This content is based on a pre-release version (mruby/c3.3).
- mruby/cIDE version:1.2
- mrbwrite version:1.2
- mrbc compiler version:3.0
The corresponding firmware can be downloaded from here.
Ruby
For Ruby classes supported by mruby/c, please refer to the official URL below.https://www.s-itoc.jp/activity/research/mrubyc/mrubyc_docs/library The implementation follows the standardization of the IO class in mruby/c.
I/O API Guidelines
The following explains the content based on the RBoard firmware.
GPIO
Class method
GPIO.setmode( pin, params ) -> nil
pin : 0~20 or Strings such as "B1", "A2"params : GPIO::IN GPIO::OUT etc..
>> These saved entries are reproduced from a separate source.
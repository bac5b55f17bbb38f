//! Damage calculation and resistances.

// ============================================================================
// Damage Type
// ============================================================================

/// Damage type for resistances and damage calculation.
#[derive(Clone, Copy, Debug, PartialEq, Eq, Hash, strum::Display, strum::EnumIter)]
#[cfg_attr(feature = "serde", derive(serde::Serialize, serde::Deserialize))]
#[strum(serialize_all = "snake_case")]
pub enum DamageType {
    /// Physical damage (melee, projectiles).
    Physical,
    /// Fire damage (burns, explosions).
    Fire,
    /// Cold damage (ice, frost).
    Cold,
    /// Lightning damage (electricity, storms).
    Lightning,
    /// Poison damage (toxins, venom).
    Poison,
    /// Arcane damage (pure magic).
    Arcane,
    /// True damage (ignores per-type resistances, still subject to the global one).
    True,
}

impl DamageType {
    const COUNT: usize = 7;
}

// ============================================================================
// Resistances
// ============================================================================

/// Per-type resistance multipliers plus one global multiplier.
///
/// A multiplier of 1.0 means no resistance, 0.5 halves incoming damage, 0.0
/// makes the combatant immune and values above 1.0 are weaknesses.
#[derive(Clone, Debug, PartialEq)]
#[cfg_attr(feature = "serde", derive(serde::Serialize, serde::Deserialize))]
pub struct Resistances {
    per_type: [f32; DamageType::COUNT],
    global: f32,
}

impl Resistances {
    pub fn get(&self, damage_type: DamageType) -> f32 {
        match damage_type {
            DamageType::True => 1.0,
            other => self.per_type[other as usize],
        }
    }

    pub fn global(&self) -> f32 {
        self.global
    }

    /// Builder: set the multiplier for one damage type.
    pub fn with(mut self, damage_type: DamageType, multiplier: f32) -> Self {
        self.per_type[damage_type as usize] = multiplier;
        self
    }

    /// Builder: set the global multiplier.
    pub fn with_global(mut self, multiplier: f32) -> Self {
        self.global = multiplier;
        self
    }

    /// Combined multiplier for a hit carrying `types`.
    ///
    /// Each listed type multiplies the result; the global multiplier is applied
    /// exactly once on top.
    pub fn multiplier(&self, types: &[DamageType]) -> f32 {
        types
            .iter()
            .fold(self.global, |acc, &t| acc * self.get(t))
    }
}

impl Default for Resistances {
    fn default() -> Self {
        Self {
            per_type: [1.0; DamageType::COUNT],
            global: 1.0,
        }
    }
}

// ============================================================================
// Damage Calculation
// ============================================================================

/// Inputs for one attacker → defender damage figure.
#[derive(Clone, Copy, Debug, PartialEq)]
pub struct DamageInput<'a> {
    /// Signed base magnitude: positive damages, negative heals.
    pub base: f32,
    /// Attacker's effective attack stat, if the sub-effect names one.
    pub attack: Option<f32>,
    /// Defender's effective defense stat, if the sub-effect names one.
    pub defense: Option<f32>,
    pub types: &'a [DamageType],
}

/// Calculate the damage figure for one target.
///
/// # Formula
///
/// ```text
/// scaled = base × (attack / defense)     when both stats are defined and defense > 0
/// scaled = base × attack / 10            when only attack is defined (healing)
/// scaled = base                          otherwise
/// final  = round(scaled × resistance_multiplier)   for damage
/// final  = round(scaled)                           for healing
/// ```
///
/// Healing ignores resistances. The sign of the result always follows the
/// sign of `base`.
pub fn calculate_damage(input: DamageInput<'_>, resistances: &Resistances) -> i32 {
    if input.base == 0.0 {
        return 0;
    }

    let scaled = match (input.attack, input.defense) {
        (Some(attack), Some(defense)) if defense > 0.0 => input.base * (attack / defense),
        (Some(attack), None) if input.base < 0.0 => input.base * (attack / 10.0),
        _ => input.base,
    };

    let resisted = if input.base > 0.0 {
        scaled * resistances.multiplier(input.types)
    } else {
        scaled
    };

    let rounded = resisted.round();
    if !rounded.is_finite() {
        return 0;
    }
    let value = rounded as i32;
    if input.base > 0.0 {
        value.max(0)
    } else {
        value.min(0)
    }
}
# Set pin number 1 output.
GPIO.setmode( 1, GPIO::OUT )
# Set B1 pin to input, with internal pull-up.
GPIO.setmode( "B1", GPIO::IN|GPIO::PULL_UP )
GPIO.read_at( pin ) -> Integer
pin : 0~20 or Strings such as "B1", "A2"Returns the value read from the specified pin as either 0 or 1.
When reading from the pin set for output, if the hardware permits, the actual value should be read and returned instead of the set value.
GPIO.setmode( 1, GPIO::IN )
v1 = GPIO.read_at( 1 ) # read from pin 1.
GPIO.high_at?( pin ) -> bool
pin : 0~20 or Strings such as "B1", "A2"Return true If the value read from the specified pin is high (==1)
if GPIO.high_at?( 1 )
GPIO.low_at?( pin ) -> bool
pin : 0~20 or Strings such as "B1", "A2"If the value loaded from the specified pin is low-level (== 0), return true.
if GPIO.low_at?( 1 )
GPIO.write_at( pin, integer_data )
pin : 0~20 or Strings such as "B1", "A2"Output a value to the specified pin.
The value must be specified as either 0 or 1.
If the data is out of range (i.e. not 0 or 1), a RangeError will occur.
GPIO.setmode( 1, GPIO::OUT )
GPIO.write_at( 1, 0 ) # output zero to pin 1.
Constructor
GPIO.new( pin, params )
pin : 0~20 or Strings such as "B1", "A2"params : See Constants
Specify the physical pin indicated by the pin and generate a GPIO object.
At the same time, specify a param to indicate the mode, such as input/output direction.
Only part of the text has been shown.